====== RECORD EXTRACTS ======
//! Queues, linked lists and trees
//!
//! Linked-list cells live in the `listData` array and point at each other by
//! 0-based index; `listHead`, `prev` and `curr` hold such indexes.

use crate::machine::descriptor::{Descriptor, Entry, LineRule, Navigation, Preset, Resume};
use crate::machine::runner::Scope;
use crate::memory::{Environment, Value};

fn enqueue(s: &mut Scope<'_>, value: &str, prio: i64) {
    let item = Value::record([("value", Value::str(value)), ("prio", Value::Int(prio))]);
    s.push("queue", item);
}

/// Remove the first item with the smallest priority
fn dequeue(s: &mut Scope<'_>) -> Value {
    let Some(items) = s.get_mut("queue").and_then(Value::as_list_mut) else {
        return Value::Unset;
    };
    let prio = |item: &Value| item.field("prio").and_then(|p| p.as_int()).unwrap_or(i64::MAX);
    let mut best: Option<(usize, i64)> = None;
    for (index, item) in items.iter().enumerate() {
        let p = prio(item);
        if best.map_or(true, |(_, min)| p < min) {
            best = Some((index, p));
        }
    }
    match best {
        Some((index, _)) => items.remove(index).field("value").unwrap_or_default(),
        None => Value::Unset,
    }
}

pub fn priority_queue() -> Descriptor {
    let mut d = Descriptor::new(
        "priority_queue",
        "Priority queue scheduling",
        Entry {
            procedure: "prioSched",
            line: 1,
            params: &[],
        },
    );
    d.initial = [("queue", Value::Unset)].into_iter().collect();
    d.rules = vec![
        LineRule::new("○prioSched()"),
        LineRule::new("　prioQueue: PrioQueue ← PrioQueue()")
            .mutate(|s| s.set("queue", Value::List(Vec::new()))),
        LineRule::new("　prioQueue.enqueue(\"A\", 1)").mutate(|s| enqueue(s, "A", 1)),
        LineRule::new("　prioQueue.enqueue(\"B\", 2)").mutate(|s| enqueue(s, "B", 2)),
        LineRule::new("　prioQueue.enqueue(\"C\", 2)").mutate(|s| enqueue(s, "C", 2)),
        LineRule::new("　prioQueue.enqueue(\"D\", 3)").mutate(|s| enqueue(s, "D", 3)),
        LineRule::new("　prioQueue.dequeue() /* 戻り値は使用しない */").mutate(|s| {
            dequeue(s);
        }),
        LineRule::new("　prioQueue.dequeue() /* 戻り値は使用しない */").mutate(|s| {
            dequeue(s);
        }),
        LineRule::new("　prioQueue.enqueue(\"D\", 3)").mutate(|s| enqueue(s, "D", 3)),
        LineRule::new("　prioQueue.enqueue(\"B\", 2)").mutate(|s| enqueue(s, "B", 2)),
        LineRule::new("　prioQueue.dequeue() /* 戻り値は使用しない */").mutate(|s| {
            dequeue(s);
        }),
        LineRule::new("　prioQueue.dequeue() /* 戻り値は使用しない */").mutate(|s| {
            dequeue(s);
        }),
        LineRule::new("　prioQueue.enqueue(\"C\", 2)").mutate(|s| enqueue(s, "C", 2)),
        LineRule::new("　prioQueue.enqueue(\"A\", 1)").mutate(|s| enqueue(s, "A", 1)),
        LineRule::new("　while (prioQueue.size() が 0 と等しくない)")
            .branch(|s| !s.list("queue").is_empty(), 16, 17),
        LineRule::new("　　prioQueue.dequeue() の戻り値を出力")
            .mutate(|s| {
                let value = dequeue(s);
                s.print_value(&value);
            })
            .goto(15),
        LineRule::new("　endwhile"),
    ];
    d
}

fn tree_children(s: &Scope<'_>) -> Vec<Value> {
    s.item("tree", s.int("n")).as_list().unwrap_or(&[]).to_vec()
}

fn child_frame(s: &Scope<'_>, child: usize) -> Environment {
    let n = tree_children(s).get(child).cloned().unwrap_or_default();
    [("n", n)].into_iter().collect()
}

/// In-order walk of a 14-node binary tree stored as child-index arrays
pub fn binary_tree_traversal() -> Descriptor {
    let mut d = Descriptor::new(
        "binary_tree_traversal",
        "Binary tree traversal",
        Entry {
            procedure: "order",
            line: 5,
            params: &["n"],
        },
    );
    let tree: [&[i64]; 14] = [
        &[2, 3],
        &[4, 5],
        &[6, 7],
        &[8, 9],
        &[10, 11],
        &[12, 13],
        &[14],
        &[],
        &[],
        &[],
        &[],
        &[],
        &[],
        &[],
    ];
    d.initial = [
        (
            "tree",
            Value::List(tree.iter().map(|children| Value::ints(children)).collect()),
        ),
        ("n", Value::Int(1)),
    ]
    .into_iter()
    .collect();
    d.navigation = Navigation::ForwardOnly;
    d.rules = vec![
        LineRule::new("大域: 整数型配列の配列: tree ← {{2, 3}, {4, 5}, {6, 7}, {8, 9},"),
        LineRule::new("                            {10, 11}, {12, 13}, {14}, {}, {},"),
        LineRule::new("                            {}, {}, {}, {}} // {}は要素数0の配列"),
        LineRule::new(""),
        LineRule::new("○order(整数型: n)"),
        LineRule::new("　if (tree[n]の要素数 が 2 と等しい)")
            .branch(|s| tree_children(s).len() == 2, 7, 10),
        LineRule::new("　　order(tree[n][1])").call(
            "order",
            5,
            |s| child_frame(s, 0),
            Resume::at(8),
        ),
        LineRule::new("　　nを出力").mutate(|s| {
            let n = s.get("n").clone();
            s.print(n);
        }),
        LineRule::new("　　order(tree[n][2])").call(
            "order",
            5,
            |s| child_frame(s, 1),
            Resume::at(15),
        ),
        LineRule::new("　elseif (tree[n]の要素数 が 1 と等しい)")
            .branch(|s| tree_children(s).len() == 1, 11, 13),
        LineRule::new("　　order(tree[n][1])").call(
            "order",
            5,
            |s| child_frame(s, 0),
            Resume::at(12),
        ),
        LineRule::new("　　nを出力")
            .mutate(|s| {
                let n = s.get("n").clone();
                s.print(n);
            })
            .goto(15),
        LineRule::new("　else"),
        LineRule::new("　　nを出力").mutate(|s| {
            let n = s.get("n").clone();
            s.print(n);
        }),
        LineRule::new("　endif").leave(),
    ];
    d
}

fn index(value: &Value) -> Option<usize> {
    value.as_int().and_then(|n| usize::try_from(n).ok())
}

/// Successor of the cell at `at`, as an index value
fn next_of(s: &Scope<'_>, at: &Value) -> Value {
    index(at)
        .and_then(|i| s.list("listData").get(i))
        .and_then(Value::next_index)
        .map_or(Value::Unset, |next| Value::Int(next as i64))
}

fn set_next(s: &mut Scope<'_>, at: &Value, next: &Value) {
    let Some(i) = index(at) else {
        return;
    };
    let next = index(next);
    if let Some(Value::Node { next: link, .. }) = s
        .get_mut("listData")
        .and_then(Value::as_list_mut)
        .and_then(|cells| cells.get_mut(i))
    {
        *link = next;
    }
}

fn cells(items: &[(&str, Option<usize>)]) -> Value {
    Value::List(
        items
            .iter()
            .map(|&(value, next)| Value::node(Value::str(value), next))
            .collect(),
    )
}

pub fn linked_list_delete() -> Descriptor {
    let mut d = Descriptor::new(
        "linked_list_delete",
        "Delete from a singly linked list",
        Entry {
            procedure: "delNode",
            line: 1,
            params: &[],
        },
    );
    d.initial = [
        (
            "listData",
            cells(&[("A", Some(1)), ("B", Some(2)), ("C", Some(3)), ("D", None)]),
        ),
        ("listHead", Value::Int(0)),
        ("pos", Value::Int(3)),
        ("prev", Value::Unset),
        ("i", Value::Unset),
    ]
    .into_iter()
    .collect();
    d.rules = vec![
        LineRule::new("大域: ListElement: listHead // リストの先頭要素が格納されている"),
        LineRule::new(""),
        LineRule::new("○delNode(整数型: pos) /* posは, リストの要素数以下の正の整数 */"),
        LineRule::new("　ListElement: prev"),
        LineRule::new("　整数型: i"),
        LineRule::new("　if (pos が 1 と等しい)").branch(|s| s.int("pos") == 1, 7, 8),
        LineRule::new("　　listHead ← listHead.next")
            .mutate(|s| {
                let next = next_of(s, s.get("listHead"));
                s.set("listHead", next);
            })
            .goto(15),
        LineRule::new("　else"),
        LineRule::new("　　prev ← listHead").mutate(|s| {
            let head = s.get("listHead").clone();
            s.set("prev", head);
        }),
        LineRule::new("　　/* posが2等しいときは繰返し処理を実行しない */"),
        LineRule::new("　　for (i を 2 から pos - 1 まで 1 ずつ増やす)")
            .mutate(|s| {
                if !s.is_set("i") {
                    s.set("i", Value::Int(2));
                }
            })
            .branch(|s| s.int("i") <= s.int("pos") - 1, 12, 14),
        LineRule::new("　　　prev ← prev.next").mutate(|s| {
            let next = next_of(s, s.get("prev"));
            s.set("prev", next);
        }),
        LineRule::new("　　endfor")
            .mutate(|s| {
                let i = s.int("i");
                s.set("i", Value::Int(i + 1));
            })
            .goto(11),
        LineRule::new("　　prev.next ← prev.next.next").mutate(|s| {
            let prev = s.get("prev").clone();
            let skip = next_of(s, &next_of(s, &prev));
            set_next(s, &prev, &skip);
        }),
        LineRule::new("　endif").leave(),
    ];
    d
}

pub fn linked_list_append() -> Descriptor {
    let mut d = Descriptor::new(
        "linked_list_append",
        "Append to a singly linked list",
        Entry {
            procedure: "append",
            line: 3,
            params: &[],
        },
    );
    d.initial = [
        ("listData", Value::Unset),
        ("listHead", Value::Unset),
        ("qVal", Value::Unset),
        ("prev", Value::Unset),
        ("curr", Value::Unset),
    ]
    .into_iter()
    .collect();
    d.required = vec!["listData", "qVal"];
    d.presets = vec![
        Preset::new(
            "Case1",
            [
                ("listData", Value::List(Vec::new())),
                ("listHead", Value::Unset),
                ("qVal", Value::str("A")),
            ],
        ),
        Preset::new(
            "Case2",
            [
                ("listData", cells(&[("A", Some(1)), ("B", Some(2)), ("C", None)])),
                ("listHead", Value::Int(0)),
                ("qVal", Value::str("D")),
            ],
        ),
    ];
    d.rules = vec![
        LineRule::new("大域: ListElement: listHead ← 未定義の値"),
        LineRule::new(""),
        LineRule::new("○append(文字列型: qVal)"),
        LineRule::new("　ListElement: prev, curr"),
        LineRule::new("　curr ← ListElement(qVal)").mutate(|s| {
            let cell = Value::node(s.get("qVal").clone(), None);
            let at = s.list("listData").len() as i64;
            s.push("listData", cell);
            s.set("curr", Value::Int(at));
        }),
        LineRule::new("　if (listHead が 未定義)").branch(|s| !s.is_set("listHead"), 7, 8),
        LineRule::new("　　listHead ← curr")
            .mutate(|s| {
                let curr = s.get("curr").clone();
                s.set("listHead", curr);
            })
            .goto(14),
        LineRule::new("　else"),
        LineRule::new("　　prev ← listHead").mutate(|s| {
            let head = s.get("listHead").clone();
            s.set("prev", head);
        }),
        LineRule::new("　　while (prev.next が 未定義でない)")
            .branch(|s| next_of(s, s.get("prev")).is_set(), 11, 12),
        LineRule::new("　　　prev ← prev.next")
            .mutate(|s| {
                let next = next_of(s, s.get("prev"));
                s.set("prev", next);
            })
            .goto(10),
        LineRule::new("　　endwhile"),
        LineRule::new("　　prev.next ← curr").mutate(|s| {
            let prev = s.get("prev").clone();
            let curr = s.get("curr").clone();
            set_next(s, &prev, &curr);
        }),
        LineRule::new("　endif").leave(),
    ];
    d
}

#[cfg(test)]
mod tests {
    use super::*;

    #[test]
    fn test_tables_validate() {
        for descriptor in [
            priority_queue(),
            binary_tree_traversal(),
            linked_list_delete(),
            linked_list_append(),
        ] {
            assert_eq!(descriptor.validate(), Ok(()), "{}", descriptor.id);
        }
    }

    #[test]
    fn test_dequeue_takes_first_lowest_priority() {
        let mut globals = Environment::new();
        let mut output = String::new();
        let mut scope = Scope::new(&mut globals, None, &mut output, None);
        enqueue(&mut scope, "B", 2);
        enqueue(&mut scope, "C", 2);
        enqueue(&mut scope, "A", 1);
        assert_eq!(dequeue(&mut scope), Value::str("A"));
        assert_eq!(dequeue(&mut scope), Value::str("B"));
        assert_eq!(dequeue(&mut scope), Value::str("C"));
        assert_eq!(dequeue(&mut scope), Value::Unset);
    }
}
======
▶ **TASK GOAL**
For every line in the listing above that mentions the word "ListElement", make a copy.

▶ **ANSWER FOR THE TASK**
        LineRule::new("大域: ListElement: listHead // リストの先頭要素が格納されている"),
        LineRule::new("　ListElement: prev"),
        LineRule::new("大域: ListElement: listHead ← 未定義の値"),
        LineRule::new("　ListElement: prev, curr"),
        LineRule::new("　curr ← ListElement(qVal)").mutate(|s| {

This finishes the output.